-- Your objective --
Using the data below, work out how many lines contain "whole", and report only that number.

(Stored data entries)
===============
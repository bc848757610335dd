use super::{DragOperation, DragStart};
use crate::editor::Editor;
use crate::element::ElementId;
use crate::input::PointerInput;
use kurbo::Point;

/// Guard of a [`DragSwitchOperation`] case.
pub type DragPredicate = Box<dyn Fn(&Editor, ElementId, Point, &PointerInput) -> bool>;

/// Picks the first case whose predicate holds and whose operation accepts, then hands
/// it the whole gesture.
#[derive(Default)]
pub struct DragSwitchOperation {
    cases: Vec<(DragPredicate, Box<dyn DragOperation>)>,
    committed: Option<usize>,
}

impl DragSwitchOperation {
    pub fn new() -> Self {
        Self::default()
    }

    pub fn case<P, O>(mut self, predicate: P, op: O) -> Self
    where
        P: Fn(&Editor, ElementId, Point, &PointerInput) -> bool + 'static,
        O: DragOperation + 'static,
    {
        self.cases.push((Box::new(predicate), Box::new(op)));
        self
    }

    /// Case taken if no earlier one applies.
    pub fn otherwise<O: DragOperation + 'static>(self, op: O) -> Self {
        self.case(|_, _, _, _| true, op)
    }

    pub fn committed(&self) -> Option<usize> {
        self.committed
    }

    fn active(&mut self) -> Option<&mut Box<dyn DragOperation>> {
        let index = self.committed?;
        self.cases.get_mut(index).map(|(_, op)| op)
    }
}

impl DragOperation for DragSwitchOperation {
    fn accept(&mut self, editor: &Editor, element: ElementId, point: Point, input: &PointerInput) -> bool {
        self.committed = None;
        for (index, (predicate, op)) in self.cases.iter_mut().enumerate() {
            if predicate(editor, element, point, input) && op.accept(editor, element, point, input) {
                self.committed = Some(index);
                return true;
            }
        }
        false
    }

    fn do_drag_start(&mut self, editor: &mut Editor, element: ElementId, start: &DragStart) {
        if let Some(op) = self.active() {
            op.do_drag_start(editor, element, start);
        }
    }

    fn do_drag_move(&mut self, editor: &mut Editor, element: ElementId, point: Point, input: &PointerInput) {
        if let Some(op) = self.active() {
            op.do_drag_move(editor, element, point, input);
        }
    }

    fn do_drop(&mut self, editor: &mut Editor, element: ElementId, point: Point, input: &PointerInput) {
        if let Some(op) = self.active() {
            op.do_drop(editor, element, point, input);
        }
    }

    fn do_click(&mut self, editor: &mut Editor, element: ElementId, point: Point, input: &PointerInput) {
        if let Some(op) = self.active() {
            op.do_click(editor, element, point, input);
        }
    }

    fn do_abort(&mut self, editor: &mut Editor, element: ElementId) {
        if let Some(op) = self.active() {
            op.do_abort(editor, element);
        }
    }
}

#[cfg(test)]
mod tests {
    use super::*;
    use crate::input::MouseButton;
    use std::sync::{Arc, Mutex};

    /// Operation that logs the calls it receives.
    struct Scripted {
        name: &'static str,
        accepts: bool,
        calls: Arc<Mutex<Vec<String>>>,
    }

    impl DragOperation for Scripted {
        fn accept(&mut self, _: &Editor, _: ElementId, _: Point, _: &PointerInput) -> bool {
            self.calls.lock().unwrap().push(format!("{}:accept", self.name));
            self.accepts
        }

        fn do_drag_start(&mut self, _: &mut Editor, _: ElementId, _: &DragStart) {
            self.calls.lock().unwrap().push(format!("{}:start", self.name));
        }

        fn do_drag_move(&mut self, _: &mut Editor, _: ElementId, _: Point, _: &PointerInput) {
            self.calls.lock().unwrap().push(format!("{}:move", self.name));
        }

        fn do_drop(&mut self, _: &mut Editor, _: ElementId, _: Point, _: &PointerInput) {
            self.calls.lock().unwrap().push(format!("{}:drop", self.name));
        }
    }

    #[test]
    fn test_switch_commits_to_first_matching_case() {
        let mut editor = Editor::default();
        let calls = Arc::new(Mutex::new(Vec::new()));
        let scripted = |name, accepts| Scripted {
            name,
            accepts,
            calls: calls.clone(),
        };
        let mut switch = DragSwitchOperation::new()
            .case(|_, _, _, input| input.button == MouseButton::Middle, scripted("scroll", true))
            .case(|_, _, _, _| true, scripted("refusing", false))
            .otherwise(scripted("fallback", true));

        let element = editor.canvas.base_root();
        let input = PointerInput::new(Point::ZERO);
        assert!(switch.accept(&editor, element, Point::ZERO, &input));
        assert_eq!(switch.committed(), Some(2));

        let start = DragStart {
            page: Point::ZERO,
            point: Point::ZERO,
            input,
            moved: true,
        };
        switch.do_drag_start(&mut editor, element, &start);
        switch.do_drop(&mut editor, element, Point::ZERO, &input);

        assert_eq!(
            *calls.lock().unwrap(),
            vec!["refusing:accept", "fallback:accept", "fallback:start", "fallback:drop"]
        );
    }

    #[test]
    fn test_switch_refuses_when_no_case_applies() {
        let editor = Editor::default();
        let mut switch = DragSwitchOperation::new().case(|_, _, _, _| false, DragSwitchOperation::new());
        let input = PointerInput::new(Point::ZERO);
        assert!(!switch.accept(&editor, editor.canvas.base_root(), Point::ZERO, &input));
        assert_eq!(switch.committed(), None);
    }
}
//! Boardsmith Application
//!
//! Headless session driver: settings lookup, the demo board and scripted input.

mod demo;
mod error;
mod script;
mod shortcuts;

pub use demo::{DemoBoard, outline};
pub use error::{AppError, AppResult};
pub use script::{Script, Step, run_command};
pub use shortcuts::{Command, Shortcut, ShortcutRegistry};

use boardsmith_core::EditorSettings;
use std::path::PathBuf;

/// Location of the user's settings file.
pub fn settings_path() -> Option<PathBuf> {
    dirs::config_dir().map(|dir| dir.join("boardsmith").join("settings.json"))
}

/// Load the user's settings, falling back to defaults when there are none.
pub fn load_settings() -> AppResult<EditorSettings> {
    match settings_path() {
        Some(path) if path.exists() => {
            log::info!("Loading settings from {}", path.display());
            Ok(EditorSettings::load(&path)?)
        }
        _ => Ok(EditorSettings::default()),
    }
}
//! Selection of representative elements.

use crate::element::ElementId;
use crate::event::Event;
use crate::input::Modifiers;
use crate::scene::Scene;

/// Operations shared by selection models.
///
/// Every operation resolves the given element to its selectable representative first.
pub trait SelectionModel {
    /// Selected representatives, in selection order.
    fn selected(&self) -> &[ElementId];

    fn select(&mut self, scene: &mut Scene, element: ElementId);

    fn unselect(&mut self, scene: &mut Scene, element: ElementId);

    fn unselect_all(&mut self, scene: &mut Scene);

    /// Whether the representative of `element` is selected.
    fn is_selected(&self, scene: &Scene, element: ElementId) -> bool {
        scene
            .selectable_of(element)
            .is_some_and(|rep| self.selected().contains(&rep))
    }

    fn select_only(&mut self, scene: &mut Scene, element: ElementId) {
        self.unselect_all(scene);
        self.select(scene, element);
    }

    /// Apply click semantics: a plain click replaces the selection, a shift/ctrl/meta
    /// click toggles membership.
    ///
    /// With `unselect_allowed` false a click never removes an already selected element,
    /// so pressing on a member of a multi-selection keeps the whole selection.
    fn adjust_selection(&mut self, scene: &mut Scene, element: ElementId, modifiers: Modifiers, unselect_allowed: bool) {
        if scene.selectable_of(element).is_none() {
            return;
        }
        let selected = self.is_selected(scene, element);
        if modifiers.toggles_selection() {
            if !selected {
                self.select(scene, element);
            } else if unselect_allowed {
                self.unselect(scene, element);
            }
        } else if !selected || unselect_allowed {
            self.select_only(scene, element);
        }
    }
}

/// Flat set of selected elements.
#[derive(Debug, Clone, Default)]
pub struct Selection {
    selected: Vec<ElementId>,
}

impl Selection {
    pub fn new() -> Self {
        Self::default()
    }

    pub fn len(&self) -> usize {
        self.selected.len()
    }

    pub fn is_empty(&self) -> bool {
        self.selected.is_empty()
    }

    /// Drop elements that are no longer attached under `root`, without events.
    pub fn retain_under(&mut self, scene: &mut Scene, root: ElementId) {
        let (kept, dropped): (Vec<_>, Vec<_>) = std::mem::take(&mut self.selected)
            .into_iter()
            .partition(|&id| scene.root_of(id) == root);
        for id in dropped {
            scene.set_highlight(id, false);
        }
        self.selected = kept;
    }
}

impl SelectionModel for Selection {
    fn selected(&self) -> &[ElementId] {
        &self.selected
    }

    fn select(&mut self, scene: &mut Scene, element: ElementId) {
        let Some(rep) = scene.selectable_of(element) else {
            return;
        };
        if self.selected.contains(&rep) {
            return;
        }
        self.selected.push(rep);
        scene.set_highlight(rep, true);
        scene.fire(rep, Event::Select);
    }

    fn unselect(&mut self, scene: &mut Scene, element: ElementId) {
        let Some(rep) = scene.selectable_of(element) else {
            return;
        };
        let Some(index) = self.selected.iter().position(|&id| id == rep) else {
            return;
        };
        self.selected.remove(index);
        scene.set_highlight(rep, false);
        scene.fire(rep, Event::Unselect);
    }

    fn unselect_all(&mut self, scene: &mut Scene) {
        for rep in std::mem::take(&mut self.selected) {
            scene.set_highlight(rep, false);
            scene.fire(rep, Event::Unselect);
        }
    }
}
===============
-- Output of the exercise --
2